House prices rose for the second consecutive month in December following a year of falls, the Royal Institute of Chartered Surveyors (Rics) has reported.
The house price rise means the big three indicators of life in the property market – buyer activity, prices and mortgage approvals – have all shown upward trends in recent months.
“The housing market is definitely seeing signs of a recovery. We expect the positive activity at the end of last year to continue over the coming month,” said Rics residential spokesman Jeremy Leaf.
“Home buying and selling is being supported by a healthy job market and business climate, which looks set to continue for now though one potential obstacle to growth could be a shortage of available properties to meet growing demand.”
Re-mortgaging has experienced a recent boom as homeowners compare mortgage rate offers in search of the best deal. First time buyers now confident that the market will fall no further have also returned.

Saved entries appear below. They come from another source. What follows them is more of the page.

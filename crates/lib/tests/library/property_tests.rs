use antler_lib::MessageLevel;
use serial_test::serial;
use tempfile::TempDir;

use super::common::{load, write_file};

#[test]
fn first_definition_wins() {
  let (project, _) = load(
    r#"<project>
      <property name="a" value="1"/>
      <property name="a" value="2"/>
      <property name="b" value="${a}${a}"/>
    </project>"#,
  );
  assert_eq!(project.property("a"), Some("1"));
  assert_eq!(project.property("b"), Some("11"));
}

#[test]
fn user_properties_cannot_be_overridden() {
  let mut project = antler_lib::Project::new();
  project.properties_mut().set_user("mode", "release");
  antler_lib::parse::load_str(&mut project, r#"<project><property name="mode" value="debug"/></project>"#).unwrap();
  assert_eq!(project.property("mode"), Some("release"));
}

#[test]
fn undefined_references_are_kept_literally() {
  let (project, listener) = load(r#"<project><echo message="${nope} $${escaped} $x"/></project>"#);
  assert_eq!(listener.messages(MessageLevel::Info), vec!["${nope} ${escaped} $x"]);
  assert_eq!(project.property("nope"), None);
}

#[test]
fn properties_load_from_file() {
  let temp = TempDir::new().unwrap();
  write_file(
    temp.path(),
    "conf/app.properties",
    "# settings\nname = antler\ngreeting=hello ${app.name}\nlong = one \\\n  two\n",
  );

  let source = format!(
    r#"<project basedir="{}">
      <property file="conf/app.properties" prefix="app"/>
      <property file="conf/missing.properties"/>
    </project>"#,
    temp.path().display()
  );
  let (project, listener) = load(&source);

  assert_eq!(project.property("app.name"), Some("antler"));
  assert_eq!(project.property("app.greeting"), Some("hello antler"));
  assert_eq!(project.property("app.long"), Some("one two"));
  let verbose = listener.messages(MessageLevel::Verbose);
  assert!(verbose.iter().any(|m| m.starts_with("Unable to find property file:")));
}

#[test]
#[serial]
fn environment_is_exposed_with_prefix() {
  temp_env::with_var("ANTLER_TEST_GREETING", Some("hi"), || {
    let (project, _) = load(r#"<project><property environment="env"/></project>"#);
    assert_eq!(project.property("env.ANTLER_TEST_GREETING"), Some("hi"));
  });
}

#[test]
#[serial]
fn environment_does_not_override_existing() {
  temp_env::with_var("ANTLER_TEST_GREETING", Some("from env"), || {
    let (project, _) = load(
      r#"<project>
        <property name="env.ANTLER_TEST_GREETING" value="from file"/>
        <property environment="env"/>
      </project>"#,
    );
    assert_eq!(project.property("env.ANTLER_TEST_GREETING"), Some("from file"));
  });
}
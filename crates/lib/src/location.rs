//! Source locations for diagnostics.
//!
//! Every parsed element remembers where its start tag appeared so that errors
//! raised much later, while binding or executing, can still point at the line
//! that caused them.

use std::fmt;
use std::path::Path;
use std::sync::Arc;

/// A position in a build file. Lines and columns are 1-based; zero means unknown.
#[derive(Debug, Clone, Default, PartialEq, Eq)]
pub struct Location {
  pub file: Option<Arc<Path>>,
  pub line: u32,
  pub column: u32,
}

impl Location {
  pub const UNKNOWN: Location = Location {
    file: None,
    line: 0,
    column: 0,
  };

  pub fn new(file: Option<Arc<Path>>, line: u32, column: u32) -> Self {
    Self { file, line, column }
  }

  pub fn is_known(&self) -> bool {
    self.file.is_some() || self.line > 0
  }
}

impl fmt::Display for Location {
  fn fmt(&self, f: &mut fmt::Formatter<'_>) -> fmt::Result {
    match (&self.file, self.line) {
      (Some(file), 0) => write!(f, "{}", file.display()),
      (Some(file), line) => write!(f, "{}:{}:{}", file.display(), line, self.column),
      (None, 0) => Ok(()),
      (None, line) => write!(f, "line {}:{}", line, self.column),
    }
  }
}

/// Byte offset to line/column translation for one source text.
#[derive(Debug, Clone)]
pub struct LineIndex {
  line_starts: Vec<usize>,
  file: Option<Arc<Path>>,
}

impl LineIndex {
  pub fn new(source: &str, file: Option<Arc<Path>>) -> Self {
    let line_starts = std::iter::once(0)
      .chain(source.match_indices('\n').map(|(idx, _)| idx + 1))
      .collect();
    Self { line_starts, file }
  }

  pub fn location(&self, offset: usize) -> Location {
    // partition_point gives the number of line starts <= offset, which is the 1-based line
    let line = self.line_starts.partition_point(|&start| start <= offset).max(1);
    let column = offset - self.line_starts[line - 1] + 1;
    Location::new(self.file.clone(), line as u32, column as u32)
  }
}
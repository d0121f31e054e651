//! Implementation of the `antler targets` command.

use std::path::Path;

use anyhow::{Context, Result};
use owo_colors::{OwoColorize, Stream};

use antler_lib::target::TargetInfo;
use antler_lib::{BuildConfig, load_project};

use crate::output::{OutputFormat, print_json};

/// List the targets of a build file.
///
/// Targets with a description are listed as main targets, the rest as other
/// targets. Top-level elements run while loading, so `<description>` and
/// top-level properties are in effect.
pub fn cmd_targets(file: &Path, format: OutputFormat) -> Result<()> {
  let config = BuildConfig {
    build_file: file.to_path_buf(),
    ..Default::default()
  };
  let project = load_project(&config).with_context(|| format!("Failed to load build file: {}", file.display()))?;
  let targets = project.target_summaries();

  if format.is_json() {
    let json_output = serde_json::json!({
      "project": project.name(),
      "description": project.description().map(str::trim),
      "default": project.default_target(),
      "targets": targets,
    });
    return print_json(&json_output);
  }

  if let Some(description) = project.description() {
    println!("{}", description.trim());
    println!();
  }

  let (main, other): (Vec<&TargetInfo>, Vec<&TargetInfo>) = targets.iter().partition(|t| t.description.is_some());
  let width = targets.iter().map(|t| t.name.len()).max().unwrap_or(0);

  print_section("Main targets:", &main, width);
  if !other.is_empty() {
    println!();
    print_section("Other targets:", &other, width);
  }

  if let Some(default) = project.default_target() {
    println!();
    println!("Default target: {}", default);
  }

  Ok(())
}

fn print_section(title: &str, targets: &[&TargetInfo], width: usize) {
  println!("{}", title.if_supports_color(Stream::Stdout, |s| s.bold()));
  for target in targets {
    match &target.description {
      Some(description) => println!(
        " {:<width$}  {}",
        target.name,
        description.if_supports_color(Stream::Stdout, |s| s.dimmed())
      ),
      None => println!(" {}", target.name),
    }
  }
}
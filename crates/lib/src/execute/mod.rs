//! Target ordering and execution.
//!
//! [`TargetGraph`] validates the `depends` declarations of a project and
//! linearizes them. The [`Executor`] implementations decide which part of the
//! graph runs for a request.

mod executor;
mod graph;

pub use executor::{DefaultExecutor, Executor, ExecutorKind, IgnoreDependenciesExecutor, SingleCheckExecutor};
pub use graph::TargetGraph;
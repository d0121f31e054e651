//! Shared helpers for the library tests.

use std::path::{Path, PathBuf};
use std::rc::Rc;

use antler_lib::listener::RecordingListener;
use antler_lib::{Project, Result, parse};

/// Parse `source`, run its top-level elements and record every event.
pub fn load(source: &str) -> (Project, RecordingListener) {
  try_load(source).unwrap()
}

pub fn try_load(source: &str) -> Result<(Project, RecordingListener)> {
  let listener = RecordingListener::new();
  let mut project = Project::new();
  project.add_listener(Rc::new(listener.clone()));
  parse::load_str(&mut project, source)?;
  Ok((project, listener))
}

/// Load `source` and run `targets` with the project's executor.
pub fn run(source: &str, targets: &[&str]) -> (Result<()>, RecordingListener) {
  let (mut project, listener) = load(source);
  let result = project.execute_targets(&names(targets));
  (result, listener)
}

pub fn names(targets: &[&str]) -> Vec<String> {
  targets.iter().map(|t| t.to_string()).collect()
}

/// Write `content` to `name` inside `dir` and return the path.
pub fn write_file(dir: &Path, name: &str, content: &str) -> PathBuf {
  let path = dir.join(name);
  if let Some(parent) = path.parent() {
    std::fs::create_dir_all(parent).unwrap();
  }
  std::fs::write(&path, content).unwrap();
  path
}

Issues of affordability are beginning to come to the forefront once again however, as prices at the bottom end of the market receive a boost from new homeowners and buy- to-let investors.
“First-time buyers are in an increasingly difficult position as property prices at their end of the market grow at a disproportionate rate, partially due to continued competition from buy-let investors,” added Mr Leaf.
Surveyors have also warned that in the lower reaches of the market – flats and terraced housing – supply is falling behind demand, adding to price pressures that are outstripping wage growth.